[PROVIDED DATA Boundary: Start]

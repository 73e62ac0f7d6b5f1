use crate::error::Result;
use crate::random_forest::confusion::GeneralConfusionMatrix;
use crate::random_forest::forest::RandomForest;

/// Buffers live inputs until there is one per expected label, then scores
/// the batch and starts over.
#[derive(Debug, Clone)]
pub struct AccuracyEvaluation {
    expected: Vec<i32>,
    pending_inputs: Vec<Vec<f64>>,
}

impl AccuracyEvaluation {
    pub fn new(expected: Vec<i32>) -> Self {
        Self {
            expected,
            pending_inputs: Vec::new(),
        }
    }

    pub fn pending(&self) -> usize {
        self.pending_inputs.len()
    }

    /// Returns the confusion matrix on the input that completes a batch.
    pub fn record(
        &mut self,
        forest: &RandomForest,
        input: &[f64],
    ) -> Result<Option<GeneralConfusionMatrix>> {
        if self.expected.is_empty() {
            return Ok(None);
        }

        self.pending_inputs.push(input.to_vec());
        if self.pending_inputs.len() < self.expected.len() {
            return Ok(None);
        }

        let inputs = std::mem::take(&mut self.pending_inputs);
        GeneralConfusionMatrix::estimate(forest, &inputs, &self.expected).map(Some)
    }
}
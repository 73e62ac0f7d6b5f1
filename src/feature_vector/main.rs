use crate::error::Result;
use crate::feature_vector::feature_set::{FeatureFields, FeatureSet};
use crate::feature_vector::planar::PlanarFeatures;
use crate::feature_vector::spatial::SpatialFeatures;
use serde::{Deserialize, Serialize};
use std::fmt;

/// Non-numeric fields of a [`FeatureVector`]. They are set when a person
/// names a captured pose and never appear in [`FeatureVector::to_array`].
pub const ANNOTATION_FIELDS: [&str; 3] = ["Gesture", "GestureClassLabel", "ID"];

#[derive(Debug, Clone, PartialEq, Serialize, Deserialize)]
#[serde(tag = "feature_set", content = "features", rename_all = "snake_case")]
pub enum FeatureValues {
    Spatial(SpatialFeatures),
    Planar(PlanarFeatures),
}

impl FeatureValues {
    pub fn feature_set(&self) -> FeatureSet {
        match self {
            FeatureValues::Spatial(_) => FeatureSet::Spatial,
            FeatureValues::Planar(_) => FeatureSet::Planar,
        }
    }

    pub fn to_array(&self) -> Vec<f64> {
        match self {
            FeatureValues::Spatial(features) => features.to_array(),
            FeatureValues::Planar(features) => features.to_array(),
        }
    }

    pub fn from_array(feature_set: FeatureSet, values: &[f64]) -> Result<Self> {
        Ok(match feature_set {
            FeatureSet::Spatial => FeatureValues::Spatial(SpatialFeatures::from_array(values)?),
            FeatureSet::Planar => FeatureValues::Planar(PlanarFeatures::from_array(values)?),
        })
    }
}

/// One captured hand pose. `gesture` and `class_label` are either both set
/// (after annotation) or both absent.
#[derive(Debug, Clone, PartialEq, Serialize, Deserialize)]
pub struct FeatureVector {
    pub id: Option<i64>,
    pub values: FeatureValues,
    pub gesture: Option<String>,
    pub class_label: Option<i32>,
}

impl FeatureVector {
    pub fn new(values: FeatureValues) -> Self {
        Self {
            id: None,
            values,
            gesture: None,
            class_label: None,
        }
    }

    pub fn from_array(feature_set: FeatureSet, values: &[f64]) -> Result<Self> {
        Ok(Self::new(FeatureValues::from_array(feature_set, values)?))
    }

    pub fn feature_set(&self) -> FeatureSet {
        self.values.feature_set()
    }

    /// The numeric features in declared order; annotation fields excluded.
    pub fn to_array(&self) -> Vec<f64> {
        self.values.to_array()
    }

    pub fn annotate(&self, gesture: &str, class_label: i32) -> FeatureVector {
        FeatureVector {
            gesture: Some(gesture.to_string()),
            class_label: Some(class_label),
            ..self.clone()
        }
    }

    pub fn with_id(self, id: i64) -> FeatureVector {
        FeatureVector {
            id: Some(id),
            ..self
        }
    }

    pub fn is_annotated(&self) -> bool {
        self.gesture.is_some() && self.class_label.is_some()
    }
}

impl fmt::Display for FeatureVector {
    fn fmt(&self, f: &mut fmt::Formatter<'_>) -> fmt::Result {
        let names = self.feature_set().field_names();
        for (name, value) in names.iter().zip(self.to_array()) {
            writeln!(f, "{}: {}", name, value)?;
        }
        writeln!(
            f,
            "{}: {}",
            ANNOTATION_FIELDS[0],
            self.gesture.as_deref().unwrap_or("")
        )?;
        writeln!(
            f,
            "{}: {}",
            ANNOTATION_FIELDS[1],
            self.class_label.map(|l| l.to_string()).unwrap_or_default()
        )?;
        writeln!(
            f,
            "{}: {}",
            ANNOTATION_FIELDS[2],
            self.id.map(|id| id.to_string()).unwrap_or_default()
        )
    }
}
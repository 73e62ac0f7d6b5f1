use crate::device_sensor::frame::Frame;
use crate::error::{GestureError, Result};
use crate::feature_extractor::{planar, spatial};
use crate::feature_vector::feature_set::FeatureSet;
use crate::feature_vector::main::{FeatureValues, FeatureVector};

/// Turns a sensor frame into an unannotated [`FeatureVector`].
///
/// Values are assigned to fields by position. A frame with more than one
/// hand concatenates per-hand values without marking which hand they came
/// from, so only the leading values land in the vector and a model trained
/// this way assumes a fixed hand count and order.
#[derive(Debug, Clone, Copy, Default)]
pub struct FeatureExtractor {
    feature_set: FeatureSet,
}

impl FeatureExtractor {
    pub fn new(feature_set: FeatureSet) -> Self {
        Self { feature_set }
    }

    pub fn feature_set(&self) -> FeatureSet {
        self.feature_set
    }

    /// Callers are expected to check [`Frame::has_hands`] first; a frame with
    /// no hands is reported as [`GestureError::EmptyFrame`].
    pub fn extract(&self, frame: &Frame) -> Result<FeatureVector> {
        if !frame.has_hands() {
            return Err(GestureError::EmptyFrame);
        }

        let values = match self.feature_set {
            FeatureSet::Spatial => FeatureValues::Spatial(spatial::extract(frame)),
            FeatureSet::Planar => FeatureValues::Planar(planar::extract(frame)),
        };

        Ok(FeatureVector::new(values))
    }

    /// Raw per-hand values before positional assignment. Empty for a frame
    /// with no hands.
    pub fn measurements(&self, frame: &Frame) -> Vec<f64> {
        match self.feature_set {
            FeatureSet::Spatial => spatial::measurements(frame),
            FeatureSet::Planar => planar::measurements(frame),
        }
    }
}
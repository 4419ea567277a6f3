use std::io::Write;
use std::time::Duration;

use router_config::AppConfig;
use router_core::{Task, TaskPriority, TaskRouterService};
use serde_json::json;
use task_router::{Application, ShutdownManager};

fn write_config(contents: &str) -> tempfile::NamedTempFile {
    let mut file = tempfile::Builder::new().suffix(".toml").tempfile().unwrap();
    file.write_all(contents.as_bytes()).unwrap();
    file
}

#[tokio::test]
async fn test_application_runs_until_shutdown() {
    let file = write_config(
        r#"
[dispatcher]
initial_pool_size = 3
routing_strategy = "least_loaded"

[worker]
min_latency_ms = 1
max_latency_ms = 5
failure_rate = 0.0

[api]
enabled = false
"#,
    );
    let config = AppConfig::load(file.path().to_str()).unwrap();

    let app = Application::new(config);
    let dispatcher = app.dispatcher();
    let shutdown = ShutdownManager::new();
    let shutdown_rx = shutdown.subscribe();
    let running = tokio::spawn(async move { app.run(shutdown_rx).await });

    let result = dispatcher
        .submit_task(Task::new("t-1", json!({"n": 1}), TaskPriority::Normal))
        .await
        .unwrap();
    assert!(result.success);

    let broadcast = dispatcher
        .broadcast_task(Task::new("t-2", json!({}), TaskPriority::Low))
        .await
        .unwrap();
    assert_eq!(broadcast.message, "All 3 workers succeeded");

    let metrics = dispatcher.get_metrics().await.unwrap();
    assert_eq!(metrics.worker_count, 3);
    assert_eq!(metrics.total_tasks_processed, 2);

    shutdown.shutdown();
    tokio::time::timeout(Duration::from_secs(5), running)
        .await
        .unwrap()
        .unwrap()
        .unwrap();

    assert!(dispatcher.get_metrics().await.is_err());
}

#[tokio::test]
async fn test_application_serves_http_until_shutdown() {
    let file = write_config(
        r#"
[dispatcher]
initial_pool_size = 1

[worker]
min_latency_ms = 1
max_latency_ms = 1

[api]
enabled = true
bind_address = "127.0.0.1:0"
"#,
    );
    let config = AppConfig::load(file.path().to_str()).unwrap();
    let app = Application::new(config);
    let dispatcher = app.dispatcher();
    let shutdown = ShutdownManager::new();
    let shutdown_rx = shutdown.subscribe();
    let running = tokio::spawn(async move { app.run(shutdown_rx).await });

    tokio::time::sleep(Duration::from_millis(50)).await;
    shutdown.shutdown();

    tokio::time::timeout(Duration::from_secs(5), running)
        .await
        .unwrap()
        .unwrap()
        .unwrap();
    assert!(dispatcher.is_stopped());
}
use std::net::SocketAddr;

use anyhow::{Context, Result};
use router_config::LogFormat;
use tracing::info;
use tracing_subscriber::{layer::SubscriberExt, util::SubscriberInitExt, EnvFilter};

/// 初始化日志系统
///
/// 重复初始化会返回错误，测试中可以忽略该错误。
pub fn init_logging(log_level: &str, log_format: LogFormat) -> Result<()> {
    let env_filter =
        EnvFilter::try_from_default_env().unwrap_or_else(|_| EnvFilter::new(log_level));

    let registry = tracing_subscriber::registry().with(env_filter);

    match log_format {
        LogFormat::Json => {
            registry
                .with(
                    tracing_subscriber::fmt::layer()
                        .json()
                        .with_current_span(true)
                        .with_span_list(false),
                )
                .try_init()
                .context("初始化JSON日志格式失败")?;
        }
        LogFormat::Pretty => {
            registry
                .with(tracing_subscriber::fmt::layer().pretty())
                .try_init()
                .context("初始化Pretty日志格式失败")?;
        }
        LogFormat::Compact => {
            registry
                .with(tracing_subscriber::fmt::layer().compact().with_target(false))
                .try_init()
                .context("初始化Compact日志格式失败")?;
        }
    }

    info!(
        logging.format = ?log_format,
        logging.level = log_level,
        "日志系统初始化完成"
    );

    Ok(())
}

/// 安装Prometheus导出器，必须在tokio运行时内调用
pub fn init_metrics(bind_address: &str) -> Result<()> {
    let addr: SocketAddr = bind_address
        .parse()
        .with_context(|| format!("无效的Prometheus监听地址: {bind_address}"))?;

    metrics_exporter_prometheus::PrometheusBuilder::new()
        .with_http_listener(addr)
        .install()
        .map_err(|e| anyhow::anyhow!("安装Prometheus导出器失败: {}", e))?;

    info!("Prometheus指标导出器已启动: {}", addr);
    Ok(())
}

[PROVIDED DATA Boundary: End]

# ACTIVITY:
Please return a copy of each line in the entries that has the string "LogFormat".

# TASK SOLUTION:
use router_config::LogFormat;
pub fn init_logging(log_level: &str, log_format: LogFormat) -> Result<()> {
        LogFormat::Json => {
        LogFormat::Pretty => {
        LogFormat::Compact => {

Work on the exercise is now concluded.